* _Work item_: The lines from the start of the data up to and including the one with "use podium::app_config::APP_CONFIG;" should be returned exactly, and nothing else.

* _Material provided_:

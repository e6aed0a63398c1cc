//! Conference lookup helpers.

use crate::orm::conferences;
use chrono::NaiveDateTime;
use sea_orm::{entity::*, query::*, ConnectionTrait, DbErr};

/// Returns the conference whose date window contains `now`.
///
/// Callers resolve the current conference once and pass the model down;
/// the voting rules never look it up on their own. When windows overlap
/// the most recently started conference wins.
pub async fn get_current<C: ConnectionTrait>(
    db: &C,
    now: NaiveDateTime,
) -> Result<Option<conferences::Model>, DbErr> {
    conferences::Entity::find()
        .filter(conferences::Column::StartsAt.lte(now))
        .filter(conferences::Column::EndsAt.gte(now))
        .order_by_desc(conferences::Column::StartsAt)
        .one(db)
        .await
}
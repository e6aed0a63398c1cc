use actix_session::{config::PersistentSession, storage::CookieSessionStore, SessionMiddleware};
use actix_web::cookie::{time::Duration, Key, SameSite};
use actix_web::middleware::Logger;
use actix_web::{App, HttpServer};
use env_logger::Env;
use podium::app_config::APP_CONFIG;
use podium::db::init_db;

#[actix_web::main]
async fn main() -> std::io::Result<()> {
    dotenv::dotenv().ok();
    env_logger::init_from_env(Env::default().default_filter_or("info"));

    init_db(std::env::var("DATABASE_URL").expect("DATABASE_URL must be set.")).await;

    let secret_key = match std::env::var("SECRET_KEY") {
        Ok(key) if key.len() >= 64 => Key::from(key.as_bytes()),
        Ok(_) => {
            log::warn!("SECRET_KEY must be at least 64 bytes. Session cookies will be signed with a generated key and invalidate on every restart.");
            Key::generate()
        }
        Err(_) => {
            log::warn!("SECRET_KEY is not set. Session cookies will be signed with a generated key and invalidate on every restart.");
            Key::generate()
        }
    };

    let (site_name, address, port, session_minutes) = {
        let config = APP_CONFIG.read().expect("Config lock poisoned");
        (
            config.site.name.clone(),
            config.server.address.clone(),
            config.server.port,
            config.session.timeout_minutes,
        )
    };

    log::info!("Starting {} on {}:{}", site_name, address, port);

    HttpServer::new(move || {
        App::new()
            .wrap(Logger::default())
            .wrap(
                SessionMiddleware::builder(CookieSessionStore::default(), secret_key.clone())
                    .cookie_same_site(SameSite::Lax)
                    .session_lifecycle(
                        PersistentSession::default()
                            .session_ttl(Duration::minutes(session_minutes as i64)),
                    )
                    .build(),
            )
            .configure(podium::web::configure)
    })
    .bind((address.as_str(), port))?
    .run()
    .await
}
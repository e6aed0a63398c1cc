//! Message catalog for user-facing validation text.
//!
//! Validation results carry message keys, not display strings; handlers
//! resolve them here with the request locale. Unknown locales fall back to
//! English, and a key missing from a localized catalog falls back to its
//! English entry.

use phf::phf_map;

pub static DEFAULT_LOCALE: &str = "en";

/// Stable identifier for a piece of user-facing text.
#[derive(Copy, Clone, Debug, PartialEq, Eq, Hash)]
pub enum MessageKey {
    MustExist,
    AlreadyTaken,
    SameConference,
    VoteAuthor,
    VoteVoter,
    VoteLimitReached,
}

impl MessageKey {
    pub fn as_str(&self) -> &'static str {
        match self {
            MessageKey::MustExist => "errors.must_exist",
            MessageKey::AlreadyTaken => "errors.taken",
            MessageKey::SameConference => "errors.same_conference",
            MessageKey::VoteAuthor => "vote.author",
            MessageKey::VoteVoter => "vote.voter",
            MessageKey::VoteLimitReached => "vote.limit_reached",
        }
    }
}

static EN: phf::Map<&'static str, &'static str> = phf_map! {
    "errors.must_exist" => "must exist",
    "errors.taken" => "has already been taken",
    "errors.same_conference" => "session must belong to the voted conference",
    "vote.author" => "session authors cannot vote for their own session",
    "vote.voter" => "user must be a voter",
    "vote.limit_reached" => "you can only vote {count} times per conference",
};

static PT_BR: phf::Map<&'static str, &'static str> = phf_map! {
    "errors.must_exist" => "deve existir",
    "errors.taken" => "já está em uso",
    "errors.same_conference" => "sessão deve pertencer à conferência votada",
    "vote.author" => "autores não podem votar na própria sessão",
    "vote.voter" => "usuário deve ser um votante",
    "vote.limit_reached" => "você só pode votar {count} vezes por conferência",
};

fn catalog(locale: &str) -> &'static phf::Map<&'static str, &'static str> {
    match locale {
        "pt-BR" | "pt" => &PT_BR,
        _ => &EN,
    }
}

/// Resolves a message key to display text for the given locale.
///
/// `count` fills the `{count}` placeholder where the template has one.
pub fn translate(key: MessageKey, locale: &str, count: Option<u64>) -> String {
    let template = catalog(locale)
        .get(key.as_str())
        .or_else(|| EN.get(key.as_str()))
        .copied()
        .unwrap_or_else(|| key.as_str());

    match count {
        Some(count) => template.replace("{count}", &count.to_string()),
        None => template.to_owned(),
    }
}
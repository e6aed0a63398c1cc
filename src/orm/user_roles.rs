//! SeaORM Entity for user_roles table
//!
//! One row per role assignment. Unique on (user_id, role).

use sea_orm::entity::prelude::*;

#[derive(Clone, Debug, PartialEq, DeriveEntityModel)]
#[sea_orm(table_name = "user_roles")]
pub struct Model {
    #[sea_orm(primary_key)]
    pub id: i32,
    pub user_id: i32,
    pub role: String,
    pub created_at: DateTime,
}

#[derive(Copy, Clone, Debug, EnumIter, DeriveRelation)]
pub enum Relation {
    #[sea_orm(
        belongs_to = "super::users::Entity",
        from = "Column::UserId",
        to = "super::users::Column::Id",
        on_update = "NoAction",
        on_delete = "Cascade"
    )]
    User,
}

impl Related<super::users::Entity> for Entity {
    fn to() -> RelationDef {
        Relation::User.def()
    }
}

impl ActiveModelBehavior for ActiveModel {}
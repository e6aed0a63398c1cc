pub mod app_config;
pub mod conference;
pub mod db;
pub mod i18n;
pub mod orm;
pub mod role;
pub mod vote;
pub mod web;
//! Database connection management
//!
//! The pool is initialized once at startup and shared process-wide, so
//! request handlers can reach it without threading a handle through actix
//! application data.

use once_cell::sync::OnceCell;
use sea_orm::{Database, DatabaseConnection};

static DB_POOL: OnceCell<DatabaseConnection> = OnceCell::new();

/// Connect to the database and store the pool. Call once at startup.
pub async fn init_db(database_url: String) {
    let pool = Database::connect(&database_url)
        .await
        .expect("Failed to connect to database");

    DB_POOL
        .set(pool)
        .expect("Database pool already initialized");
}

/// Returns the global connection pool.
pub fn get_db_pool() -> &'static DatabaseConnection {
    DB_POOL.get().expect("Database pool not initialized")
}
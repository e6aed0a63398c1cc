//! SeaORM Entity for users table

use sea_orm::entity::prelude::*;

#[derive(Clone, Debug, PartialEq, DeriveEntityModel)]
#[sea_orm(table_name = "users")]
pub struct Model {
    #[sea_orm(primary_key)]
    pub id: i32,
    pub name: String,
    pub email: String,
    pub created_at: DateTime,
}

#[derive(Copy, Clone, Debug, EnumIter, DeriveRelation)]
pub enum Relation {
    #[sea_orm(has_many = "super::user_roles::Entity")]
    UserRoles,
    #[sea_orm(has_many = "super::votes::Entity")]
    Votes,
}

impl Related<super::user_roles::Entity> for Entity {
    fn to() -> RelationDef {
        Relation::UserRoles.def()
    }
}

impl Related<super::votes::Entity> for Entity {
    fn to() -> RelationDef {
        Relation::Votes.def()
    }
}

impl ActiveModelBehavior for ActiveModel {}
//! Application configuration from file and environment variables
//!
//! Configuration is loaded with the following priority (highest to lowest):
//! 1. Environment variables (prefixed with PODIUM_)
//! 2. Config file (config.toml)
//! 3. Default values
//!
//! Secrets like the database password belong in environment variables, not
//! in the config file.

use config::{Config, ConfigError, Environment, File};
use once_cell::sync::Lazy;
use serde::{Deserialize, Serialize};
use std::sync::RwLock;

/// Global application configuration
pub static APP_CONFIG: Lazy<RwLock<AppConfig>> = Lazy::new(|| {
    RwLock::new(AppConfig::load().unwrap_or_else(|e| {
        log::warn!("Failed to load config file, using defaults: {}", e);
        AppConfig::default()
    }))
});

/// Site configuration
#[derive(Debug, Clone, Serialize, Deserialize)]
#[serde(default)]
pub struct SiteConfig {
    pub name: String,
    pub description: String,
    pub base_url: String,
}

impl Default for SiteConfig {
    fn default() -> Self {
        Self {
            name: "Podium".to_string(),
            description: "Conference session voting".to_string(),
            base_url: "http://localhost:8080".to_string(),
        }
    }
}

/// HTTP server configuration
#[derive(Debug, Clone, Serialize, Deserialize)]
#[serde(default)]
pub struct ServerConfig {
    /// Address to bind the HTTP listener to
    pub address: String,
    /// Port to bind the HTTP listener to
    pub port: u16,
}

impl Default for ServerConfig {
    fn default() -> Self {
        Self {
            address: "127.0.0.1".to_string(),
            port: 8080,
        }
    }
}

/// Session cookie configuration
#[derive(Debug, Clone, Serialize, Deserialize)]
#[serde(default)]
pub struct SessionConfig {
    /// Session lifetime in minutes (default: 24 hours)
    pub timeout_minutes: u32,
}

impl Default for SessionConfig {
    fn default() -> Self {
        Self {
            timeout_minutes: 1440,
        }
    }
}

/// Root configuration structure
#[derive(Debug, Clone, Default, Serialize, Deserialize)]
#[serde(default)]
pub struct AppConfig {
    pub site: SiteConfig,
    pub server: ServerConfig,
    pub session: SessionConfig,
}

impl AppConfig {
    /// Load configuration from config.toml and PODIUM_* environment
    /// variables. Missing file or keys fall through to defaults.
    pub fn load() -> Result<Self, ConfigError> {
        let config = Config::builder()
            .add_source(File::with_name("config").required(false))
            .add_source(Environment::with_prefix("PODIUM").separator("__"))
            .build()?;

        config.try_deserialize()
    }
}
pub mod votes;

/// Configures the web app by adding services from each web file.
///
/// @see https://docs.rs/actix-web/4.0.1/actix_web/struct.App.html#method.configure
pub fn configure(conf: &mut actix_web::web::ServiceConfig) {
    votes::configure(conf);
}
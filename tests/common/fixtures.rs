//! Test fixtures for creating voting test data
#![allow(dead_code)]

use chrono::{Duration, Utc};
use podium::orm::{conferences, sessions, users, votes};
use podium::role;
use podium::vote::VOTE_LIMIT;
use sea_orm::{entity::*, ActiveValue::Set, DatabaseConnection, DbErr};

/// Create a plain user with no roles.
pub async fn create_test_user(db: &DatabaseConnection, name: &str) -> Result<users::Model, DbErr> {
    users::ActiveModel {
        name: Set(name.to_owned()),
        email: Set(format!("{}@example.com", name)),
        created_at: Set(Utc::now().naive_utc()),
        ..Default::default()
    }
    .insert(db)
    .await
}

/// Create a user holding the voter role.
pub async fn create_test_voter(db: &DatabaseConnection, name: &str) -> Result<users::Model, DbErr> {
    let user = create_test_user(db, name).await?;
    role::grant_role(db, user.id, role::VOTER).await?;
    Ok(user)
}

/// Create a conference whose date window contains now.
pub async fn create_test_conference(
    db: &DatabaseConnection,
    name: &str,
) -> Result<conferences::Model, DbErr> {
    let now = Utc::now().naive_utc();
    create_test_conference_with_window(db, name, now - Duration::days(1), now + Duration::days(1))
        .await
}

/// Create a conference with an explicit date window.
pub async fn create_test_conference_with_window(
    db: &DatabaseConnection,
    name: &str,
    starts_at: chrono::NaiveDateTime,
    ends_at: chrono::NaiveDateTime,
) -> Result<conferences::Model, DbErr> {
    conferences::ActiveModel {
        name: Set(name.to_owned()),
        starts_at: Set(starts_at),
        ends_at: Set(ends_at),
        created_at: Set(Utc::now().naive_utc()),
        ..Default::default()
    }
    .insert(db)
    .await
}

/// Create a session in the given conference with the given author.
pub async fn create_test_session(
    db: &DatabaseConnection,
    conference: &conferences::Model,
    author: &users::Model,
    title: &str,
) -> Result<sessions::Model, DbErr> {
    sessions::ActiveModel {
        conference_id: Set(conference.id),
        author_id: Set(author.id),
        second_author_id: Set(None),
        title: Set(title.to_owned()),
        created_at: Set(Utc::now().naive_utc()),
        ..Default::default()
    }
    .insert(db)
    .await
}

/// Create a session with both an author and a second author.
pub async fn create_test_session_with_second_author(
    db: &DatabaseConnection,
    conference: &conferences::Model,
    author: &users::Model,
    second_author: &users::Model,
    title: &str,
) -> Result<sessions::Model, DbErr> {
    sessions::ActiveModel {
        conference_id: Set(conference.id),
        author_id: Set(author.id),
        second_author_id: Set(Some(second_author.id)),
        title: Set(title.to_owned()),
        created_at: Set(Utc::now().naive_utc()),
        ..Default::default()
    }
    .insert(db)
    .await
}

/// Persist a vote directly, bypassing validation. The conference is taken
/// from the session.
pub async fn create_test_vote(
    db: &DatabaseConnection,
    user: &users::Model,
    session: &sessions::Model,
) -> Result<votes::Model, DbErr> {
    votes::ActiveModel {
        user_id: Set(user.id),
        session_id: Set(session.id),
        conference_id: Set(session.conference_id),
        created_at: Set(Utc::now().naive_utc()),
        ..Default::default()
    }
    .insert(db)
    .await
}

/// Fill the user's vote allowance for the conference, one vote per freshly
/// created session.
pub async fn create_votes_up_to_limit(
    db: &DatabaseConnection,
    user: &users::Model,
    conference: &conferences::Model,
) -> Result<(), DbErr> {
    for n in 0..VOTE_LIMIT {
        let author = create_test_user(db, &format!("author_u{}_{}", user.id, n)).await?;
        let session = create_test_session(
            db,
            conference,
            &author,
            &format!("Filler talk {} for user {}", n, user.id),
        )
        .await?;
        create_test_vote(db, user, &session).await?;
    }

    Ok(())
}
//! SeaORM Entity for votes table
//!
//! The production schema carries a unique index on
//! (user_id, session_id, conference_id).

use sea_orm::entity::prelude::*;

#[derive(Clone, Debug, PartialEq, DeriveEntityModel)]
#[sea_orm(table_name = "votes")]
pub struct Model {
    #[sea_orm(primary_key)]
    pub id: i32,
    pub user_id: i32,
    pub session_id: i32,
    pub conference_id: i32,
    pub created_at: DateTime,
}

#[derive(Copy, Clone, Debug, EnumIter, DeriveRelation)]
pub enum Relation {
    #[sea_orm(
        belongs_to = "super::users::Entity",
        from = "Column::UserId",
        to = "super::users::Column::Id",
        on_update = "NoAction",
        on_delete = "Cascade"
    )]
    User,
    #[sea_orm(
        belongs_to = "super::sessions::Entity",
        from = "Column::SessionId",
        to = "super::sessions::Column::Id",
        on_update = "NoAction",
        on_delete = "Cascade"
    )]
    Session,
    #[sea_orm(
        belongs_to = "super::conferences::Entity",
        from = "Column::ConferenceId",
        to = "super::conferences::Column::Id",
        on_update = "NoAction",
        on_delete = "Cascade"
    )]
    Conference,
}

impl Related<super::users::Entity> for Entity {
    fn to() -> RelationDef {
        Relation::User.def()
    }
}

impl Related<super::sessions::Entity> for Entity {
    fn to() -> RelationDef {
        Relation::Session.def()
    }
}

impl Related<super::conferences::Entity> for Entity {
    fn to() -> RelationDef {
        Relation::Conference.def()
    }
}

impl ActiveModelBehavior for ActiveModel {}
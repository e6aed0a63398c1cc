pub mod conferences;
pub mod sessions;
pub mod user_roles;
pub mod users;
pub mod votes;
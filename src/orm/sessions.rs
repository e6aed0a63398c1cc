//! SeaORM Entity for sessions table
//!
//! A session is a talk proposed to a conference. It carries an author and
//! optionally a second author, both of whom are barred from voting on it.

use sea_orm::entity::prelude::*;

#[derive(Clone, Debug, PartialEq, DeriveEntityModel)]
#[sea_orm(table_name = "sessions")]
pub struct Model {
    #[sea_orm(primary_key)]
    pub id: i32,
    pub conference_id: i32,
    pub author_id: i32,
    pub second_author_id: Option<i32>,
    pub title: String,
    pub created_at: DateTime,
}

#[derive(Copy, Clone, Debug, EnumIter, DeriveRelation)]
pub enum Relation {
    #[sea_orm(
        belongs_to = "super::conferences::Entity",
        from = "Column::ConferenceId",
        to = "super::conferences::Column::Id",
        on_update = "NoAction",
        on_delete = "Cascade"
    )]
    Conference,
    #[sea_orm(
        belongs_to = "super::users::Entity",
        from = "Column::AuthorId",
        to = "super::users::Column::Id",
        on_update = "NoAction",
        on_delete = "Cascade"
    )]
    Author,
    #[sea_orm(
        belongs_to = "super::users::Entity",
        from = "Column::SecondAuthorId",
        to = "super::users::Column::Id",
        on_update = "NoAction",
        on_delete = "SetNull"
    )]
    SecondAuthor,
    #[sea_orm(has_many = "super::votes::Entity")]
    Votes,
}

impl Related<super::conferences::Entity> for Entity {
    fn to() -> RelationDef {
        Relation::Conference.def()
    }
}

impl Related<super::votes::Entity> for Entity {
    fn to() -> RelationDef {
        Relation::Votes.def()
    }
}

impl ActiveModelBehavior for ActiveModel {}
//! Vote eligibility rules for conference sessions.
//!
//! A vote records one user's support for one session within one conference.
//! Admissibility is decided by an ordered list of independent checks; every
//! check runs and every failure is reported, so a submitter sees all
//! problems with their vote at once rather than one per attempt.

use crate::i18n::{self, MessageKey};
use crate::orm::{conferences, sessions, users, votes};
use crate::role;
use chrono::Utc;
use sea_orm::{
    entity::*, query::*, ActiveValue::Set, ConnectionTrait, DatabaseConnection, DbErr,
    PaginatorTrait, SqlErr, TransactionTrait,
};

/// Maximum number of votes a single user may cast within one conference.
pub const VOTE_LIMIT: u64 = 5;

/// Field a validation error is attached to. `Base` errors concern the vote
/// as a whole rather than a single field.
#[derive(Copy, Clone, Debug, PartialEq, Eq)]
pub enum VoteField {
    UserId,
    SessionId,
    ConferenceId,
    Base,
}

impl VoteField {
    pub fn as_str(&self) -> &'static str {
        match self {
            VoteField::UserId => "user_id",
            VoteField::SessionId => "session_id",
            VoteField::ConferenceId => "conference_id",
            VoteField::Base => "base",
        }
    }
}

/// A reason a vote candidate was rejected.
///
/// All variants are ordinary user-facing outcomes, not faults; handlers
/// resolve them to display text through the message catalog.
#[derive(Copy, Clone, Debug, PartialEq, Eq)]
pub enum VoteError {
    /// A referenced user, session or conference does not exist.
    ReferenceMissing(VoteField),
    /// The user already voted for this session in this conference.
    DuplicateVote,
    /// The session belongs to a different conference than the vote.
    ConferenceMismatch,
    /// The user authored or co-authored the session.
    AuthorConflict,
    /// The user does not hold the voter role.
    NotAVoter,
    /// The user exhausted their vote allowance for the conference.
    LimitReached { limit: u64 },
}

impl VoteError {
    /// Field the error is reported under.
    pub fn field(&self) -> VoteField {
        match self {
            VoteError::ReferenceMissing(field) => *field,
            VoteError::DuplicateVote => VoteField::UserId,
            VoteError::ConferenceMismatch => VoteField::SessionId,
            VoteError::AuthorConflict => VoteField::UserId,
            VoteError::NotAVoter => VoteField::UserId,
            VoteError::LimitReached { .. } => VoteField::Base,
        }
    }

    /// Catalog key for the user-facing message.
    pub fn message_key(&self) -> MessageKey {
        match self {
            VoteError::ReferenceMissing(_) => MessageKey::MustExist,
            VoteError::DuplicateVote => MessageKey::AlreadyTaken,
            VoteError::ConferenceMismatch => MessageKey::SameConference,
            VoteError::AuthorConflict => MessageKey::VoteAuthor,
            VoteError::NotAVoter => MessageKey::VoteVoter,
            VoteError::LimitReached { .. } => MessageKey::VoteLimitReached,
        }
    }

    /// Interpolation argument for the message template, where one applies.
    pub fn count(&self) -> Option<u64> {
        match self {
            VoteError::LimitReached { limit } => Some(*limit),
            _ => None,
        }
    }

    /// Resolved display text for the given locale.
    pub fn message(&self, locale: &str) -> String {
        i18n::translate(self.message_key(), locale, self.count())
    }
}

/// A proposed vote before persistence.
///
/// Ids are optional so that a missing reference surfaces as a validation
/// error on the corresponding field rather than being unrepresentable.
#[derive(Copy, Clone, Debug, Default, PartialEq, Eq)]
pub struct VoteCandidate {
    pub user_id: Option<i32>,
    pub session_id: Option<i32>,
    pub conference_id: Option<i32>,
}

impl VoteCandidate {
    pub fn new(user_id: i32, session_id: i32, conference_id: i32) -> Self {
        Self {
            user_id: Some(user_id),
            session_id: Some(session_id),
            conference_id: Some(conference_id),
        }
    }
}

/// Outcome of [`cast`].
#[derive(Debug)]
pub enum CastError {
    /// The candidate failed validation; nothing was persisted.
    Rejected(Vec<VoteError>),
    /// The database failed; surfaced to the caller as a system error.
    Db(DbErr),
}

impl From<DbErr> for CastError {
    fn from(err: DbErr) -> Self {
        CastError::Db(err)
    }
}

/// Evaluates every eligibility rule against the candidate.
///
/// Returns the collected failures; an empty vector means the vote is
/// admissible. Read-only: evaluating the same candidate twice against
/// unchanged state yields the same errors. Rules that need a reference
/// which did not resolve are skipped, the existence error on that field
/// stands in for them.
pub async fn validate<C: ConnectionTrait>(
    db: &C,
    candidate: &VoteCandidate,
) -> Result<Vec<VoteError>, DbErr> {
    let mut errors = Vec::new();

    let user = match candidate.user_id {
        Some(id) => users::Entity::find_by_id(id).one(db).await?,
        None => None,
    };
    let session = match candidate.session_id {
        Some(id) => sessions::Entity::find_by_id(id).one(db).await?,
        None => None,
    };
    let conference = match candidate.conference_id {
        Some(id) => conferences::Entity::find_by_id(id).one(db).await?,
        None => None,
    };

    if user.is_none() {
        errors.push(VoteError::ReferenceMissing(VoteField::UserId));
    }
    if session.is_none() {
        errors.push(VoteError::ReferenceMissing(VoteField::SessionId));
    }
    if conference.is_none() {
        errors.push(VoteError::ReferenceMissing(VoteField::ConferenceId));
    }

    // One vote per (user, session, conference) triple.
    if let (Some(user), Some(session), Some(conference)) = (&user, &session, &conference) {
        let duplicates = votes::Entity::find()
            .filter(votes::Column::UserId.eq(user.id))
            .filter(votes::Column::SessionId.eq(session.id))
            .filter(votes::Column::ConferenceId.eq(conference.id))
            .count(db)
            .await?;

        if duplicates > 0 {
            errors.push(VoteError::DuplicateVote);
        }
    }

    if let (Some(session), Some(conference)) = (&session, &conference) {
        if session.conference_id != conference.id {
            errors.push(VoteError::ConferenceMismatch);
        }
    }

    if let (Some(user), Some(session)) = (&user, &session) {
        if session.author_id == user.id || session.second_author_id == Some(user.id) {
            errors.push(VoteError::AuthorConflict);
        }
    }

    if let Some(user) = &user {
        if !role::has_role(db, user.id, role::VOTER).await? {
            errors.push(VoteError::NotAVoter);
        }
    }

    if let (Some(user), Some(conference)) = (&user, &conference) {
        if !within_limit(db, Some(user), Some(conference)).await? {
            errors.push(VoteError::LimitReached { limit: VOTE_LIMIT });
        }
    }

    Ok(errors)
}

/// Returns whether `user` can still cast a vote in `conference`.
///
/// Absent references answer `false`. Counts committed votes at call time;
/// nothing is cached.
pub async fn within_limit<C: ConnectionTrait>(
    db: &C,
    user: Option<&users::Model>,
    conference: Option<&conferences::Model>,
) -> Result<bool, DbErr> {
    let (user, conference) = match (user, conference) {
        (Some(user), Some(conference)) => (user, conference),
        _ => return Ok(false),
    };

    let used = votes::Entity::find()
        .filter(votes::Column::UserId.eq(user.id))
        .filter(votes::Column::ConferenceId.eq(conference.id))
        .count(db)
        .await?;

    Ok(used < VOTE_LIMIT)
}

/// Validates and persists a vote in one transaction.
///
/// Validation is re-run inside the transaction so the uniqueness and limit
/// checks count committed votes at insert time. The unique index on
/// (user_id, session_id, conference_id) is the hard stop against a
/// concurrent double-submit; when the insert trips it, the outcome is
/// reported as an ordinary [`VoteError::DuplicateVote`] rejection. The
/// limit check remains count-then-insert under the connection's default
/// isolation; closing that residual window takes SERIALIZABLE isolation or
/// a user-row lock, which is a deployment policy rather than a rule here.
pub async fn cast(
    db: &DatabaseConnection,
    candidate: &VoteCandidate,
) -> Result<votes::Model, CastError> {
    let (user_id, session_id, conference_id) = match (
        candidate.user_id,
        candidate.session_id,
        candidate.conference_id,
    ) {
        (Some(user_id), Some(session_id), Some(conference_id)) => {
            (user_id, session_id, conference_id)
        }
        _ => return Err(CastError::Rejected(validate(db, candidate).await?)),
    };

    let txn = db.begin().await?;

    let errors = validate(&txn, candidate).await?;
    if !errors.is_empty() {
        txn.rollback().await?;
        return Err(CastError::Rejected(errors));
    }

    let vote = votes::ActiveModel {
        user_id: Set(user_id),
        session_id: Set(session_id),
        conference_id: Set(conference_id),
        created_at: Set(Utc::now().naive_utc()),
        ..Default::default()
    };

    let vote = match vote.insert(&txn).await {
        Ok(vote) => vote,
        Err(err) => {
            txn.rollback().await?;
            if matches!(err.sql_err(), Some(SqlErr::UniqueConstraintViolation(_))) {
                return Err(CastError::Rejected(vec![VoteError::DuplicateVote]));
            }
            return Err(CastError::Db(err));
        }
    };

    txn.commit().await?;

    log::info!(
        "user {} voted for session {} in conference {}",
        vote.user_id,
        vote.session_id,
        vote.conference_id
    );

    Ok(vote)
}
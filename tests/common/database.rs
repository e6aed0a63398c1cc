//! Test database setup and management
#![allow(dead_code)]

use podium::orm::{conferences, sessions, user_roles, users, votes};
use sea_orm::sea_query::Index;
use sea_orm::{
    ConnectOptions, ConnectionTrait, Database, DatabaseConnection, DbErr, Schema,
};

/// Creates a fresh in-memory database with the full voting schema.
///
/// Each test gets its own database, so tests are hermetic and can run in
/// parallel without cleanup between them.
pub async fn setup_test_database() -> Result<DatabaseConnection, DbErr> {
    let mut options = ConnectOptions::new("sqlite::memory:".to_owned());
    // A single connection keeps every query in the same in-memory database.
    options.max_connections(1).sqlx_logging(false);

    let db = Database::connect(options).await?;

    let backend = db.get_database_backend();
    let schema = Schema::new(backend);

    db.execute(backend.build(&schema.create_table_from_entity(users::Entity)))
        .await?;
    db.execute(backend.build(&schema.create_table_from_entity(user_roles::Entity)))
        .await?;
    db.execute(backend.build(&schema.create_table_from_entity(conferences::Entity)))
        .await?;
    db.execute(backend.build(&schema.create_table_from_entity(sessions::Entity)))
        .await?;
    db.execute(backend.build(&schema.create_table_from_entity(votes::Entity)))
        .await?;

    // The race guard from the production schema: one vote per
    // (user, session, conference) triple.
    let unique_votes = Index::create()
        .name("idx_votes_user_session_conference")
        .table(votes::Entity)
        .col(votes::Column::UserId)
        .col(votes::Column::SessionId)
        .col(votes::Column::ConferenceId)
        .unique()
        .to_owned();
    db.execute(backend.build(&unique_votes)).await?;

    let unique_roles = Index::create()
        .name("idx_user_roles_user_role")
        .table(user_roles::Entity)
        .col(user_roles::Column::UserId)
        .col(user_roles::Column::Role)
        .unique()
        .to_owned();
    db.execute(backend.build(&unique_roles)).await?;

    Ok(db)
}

* _Task response_:
repository e6aed0a63398c1cc
//! Conference lookup helpers.

use crate::orm::conferences;
use chrono::NaiveDateTime;
use sea_orm::{entity::*, query::*, ConnectionTrait, DbErr};

/// Returns the conference whose date window contains `now`.
///
/// Callers resolve the current conference once and pass the model down;
/// the voting rules never look it up on their own. When windows overlap
/// the most recently started conference wins.
pub async fn get_current<C: ConnectionTrait>(
    db: &C,
    now: NaiveDateTime,
) -> Result<Option<conferences::Model>, DbErr> {
    conferences::Entity::find()
        .filter(conferences::Column::StartsAt.lte(now))
        .filter(conferences::Column::EndsAt.gte(now))
        .order_by_desc(conferences::Column::StartsAt)
        .one(db)
        .await
}
repository e6aed0a63398c1cc
use actix_session::{config::PersistentSession, storage::CookieSessionStore, SessionMiddleware};
use actix_web::cookie::{time::Duration, Key, SameSite};
use actix_web::middleware::Logger;
use actix_web::{App, HttpServer};
use env_logger::Env;
use podium::app_config::APP_CONFIG;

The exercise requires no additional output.